“Vedremo chi sarà il ministro del Turismo, il nostro auspicio è che ci possano essere sempre risposte sui nostri territori per quello che riguarda le tematiche del turismo e soprattutto che ci possa essere quella collaborazione istituzionale che ci deve essere tra governo, Regioni e Comuni, perché è questo che noi auspichiamo”. Lo ha detto la sindaca di Firenze Sara Funaro, a margine dell’intitolazione di una piazzetta a Guccio Gucci, rispondendo a una domanda sulle dimissioni della ministra del Turismo Daniela Santanchè e sulle possibili ripercussioni sulla legge nazionale sul turismo, richiesta anche da Palazzo Vecchio.

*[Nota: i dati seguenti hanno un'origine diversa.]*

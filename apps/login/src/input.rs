use nimbus_core::*;
use nimbus_ui::textfield::TF_HEIGHT_DP;
use nimbus_ui::*;

/// The two kinds of credential field on the login form.
#[derive(Clone, Copy, Debug, PartialEq, Eq, Hash)]
pub enum InputKind {
    Username,
    Password,
}

impl InputKind {
    pub fn label(self) -> &'static str {
        match self {
            InputKind::Username => "username",
            InputKind::Password => "password",
        }
    }

    pub fn icon(self) -> IconGlyph {
        match self {
            InputKind::Username => IconGlyph::Person,
            InputKind::Password => IconGlyph::Lock,
        }
    }

    pub fn keyboard_options(self) -> KeyboardOptions {
        match self {
            InputKind::Username => KeyboardOptions::new()
                .keyboard_type(KeyboardType::Text)
                .ime_action(ImeAction::Next),
            InputKind::Password => KeyboardOptions::new()
                .keyboard_type(KeyboardType::Password)
                .ime_action(ImeAction::Done),
        }
    }

    pub fn visual_transformation(self) -> VisualTransformation {
        match self {
            InputKind::Username => VisualTransformation::None,
            InputKind::Password => VisualTransformation::password(),
        }
    }
}

/// Full-width, pill-shaped credential field that keeps its own text.
///
/// The text lives in a remembered signal, so it survives recomposition and
/// starts empty again after a remount.
pub fn TextInput(
    kind: InputKind,
    focus_requester: Option<FocusRequester>,
    keyboard_actions: KeyboardActions,
) -> View {
    let value = remember(|| signal(String::new()));

    let mut modifier = Modifier::new()
        .fill_max_width()
        .clip_rounded(TF_HEIGHT_DP / 2.0);
    if let Some(r) = focus_requester {
        modifier = modifier.focus_requester(r);
    }

    let on_change = {
        let value = value.clone();
        move |text: String| value.set(text)
    };
    TextField(kind.label(), value.get(), modifier, on_change)
        .leading_icon(kind.icon())
        .visual_transformation(kind.visual_transformation())
        .keyboard_options(kind.keyboard_options())
        .keyboard_actions(keyboard_actions)
}

#[cfg(test)]
mod tests {
    use super::*;

    #[test]
    fn kinds_carry_their_keyboard() {
        let u = InputKind::Username.keyboard_options();
        assert_eq!((u.keyboard_type, u.ime_action), (KeyboardType::Text, ImeAction::Next));
        let p = InputKind::Password.keyboard_options();
        assert_eq!(
            (p.keyboard_type, p.ime_action),
            (KeyboardType::Password, ImeAction::Done)
        );
        assert_eq!(InputKind::Username.visual_transformation(), VisualTransformation::None);
        assert_eq!(InputKind::Password.icon(), IconGlyph::Lock);
    }
}
//! Platform runners (desktop via winit, Android native activity) and the
//! headless [`Session`] they both drive.
//!
//! ```rust
//! use nimbus_core::*;
//! use nimbus_platform::Session;
//! use nimbus_ui::*;
//!
//! let mut session = Session::new(|_| Column(Modifier::new()).child(Button("OK", || {})));
//! session.frame_at(std::time::Instant::now());
//! assert!(session.find(Role::Button, "OK").is_some());
//! ```

pub mod session;

#[cfg(any(feature = "desktop", feature = "android"))]
mod common;

#[cfg(feature = "desktop")]
mod desktop;

#[cfg(feature = "android")]
mod android;

pub use session::{DEFAULT_SIZE, ImeTarget, Session};

#[cfg(feature = "desktop")]
pub use desktop::{DesktopOptions, run_desktop_app, run_desktop_app_with_options};

#[cfg(feature = "android")]
pub use android::{AndroidAssets, AndroidOptions, run_android_app, run_android_app_with_options};
//! Login screen over a looping background video.
//!
//! The screen is a plain view function, [`Login`]; the binary and the
//! Android entry point only pick a runner and an asset source.
#![allow(non_snake_case)]

pub mod config;
pub mod input;
pub mod login;
pub mod media;

pub use config::LoginConfig;
pub use input::{InputKind, TextInput};
pub use login::{LOGIN_FAILED_MESSAGE, Login, LoginScreen, attempt_login};
pub use media::{AssetImage, VideoBackground};

use nimbus_core::{Scheduler, View};

/// Root view function for a runner.
pub fn app(config: LoginConfig) -> impl FnMut(&mut Scheduler) -> View + 'static {
    move |_: &mut Scheduler| LoginScreen(&config)
}

#[cfg(target_os = "android")]
#[unsafe(no_mangle)]
pub extern "C" fn android_main(android_app: winit::platform::android::activity::AndroidApp) {
    use log::LevelFilter;
    use nimbus_platform::{AndroidAssets, run_android_app};

    android_logger::init_once(android_logger::Config::default().with_max_level(LevelFilter::Trace));
    nimbus_media::set_asset_source(AndroidAssets(android_app.clone()));
    if let Err(e) = run_android_app(android_app, app(LoginConfig::from_env())) {
        log::error!("login app stopped: {e:?}");
    }
}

“Vedremo chi sarà l’interlocutore, ci rimetteremo a sedere al tavolo, come abbiamo fatto con la ministra Santanchè per affrontare quelli che sono tra i nodi più cruciali per il nostro territorio”, ha aggiunto Funaro, sottolineando l’importanza di continuità istituzionale su un settore strategico come il turismo.
Il Comune di Firenze ha dunque intitolato oggi una piazza a Guccio Gucci, imprenditore e fondatore della celebre casa di moda. L’area pubblica dedicata all’imprenditore, nato nel 1881 e scomparso nel 1953, si trova lungo l’Arno con accessi da lungarno Torrigiani e via dei Bardi, accanto a Ponte Vecchio e con vista sull’esterno degli Galleria degli Uffizi, sulla riva opposta del fiume.
La cerimonia per la nuova intitolazione si è svolta questa mattina alla presenza dell’assessore alla toponomastica Caterina Biti e di Patrizia Gucci, bisnipote del fondatore, figlia di Paolo e nipote di Aldo Gucci.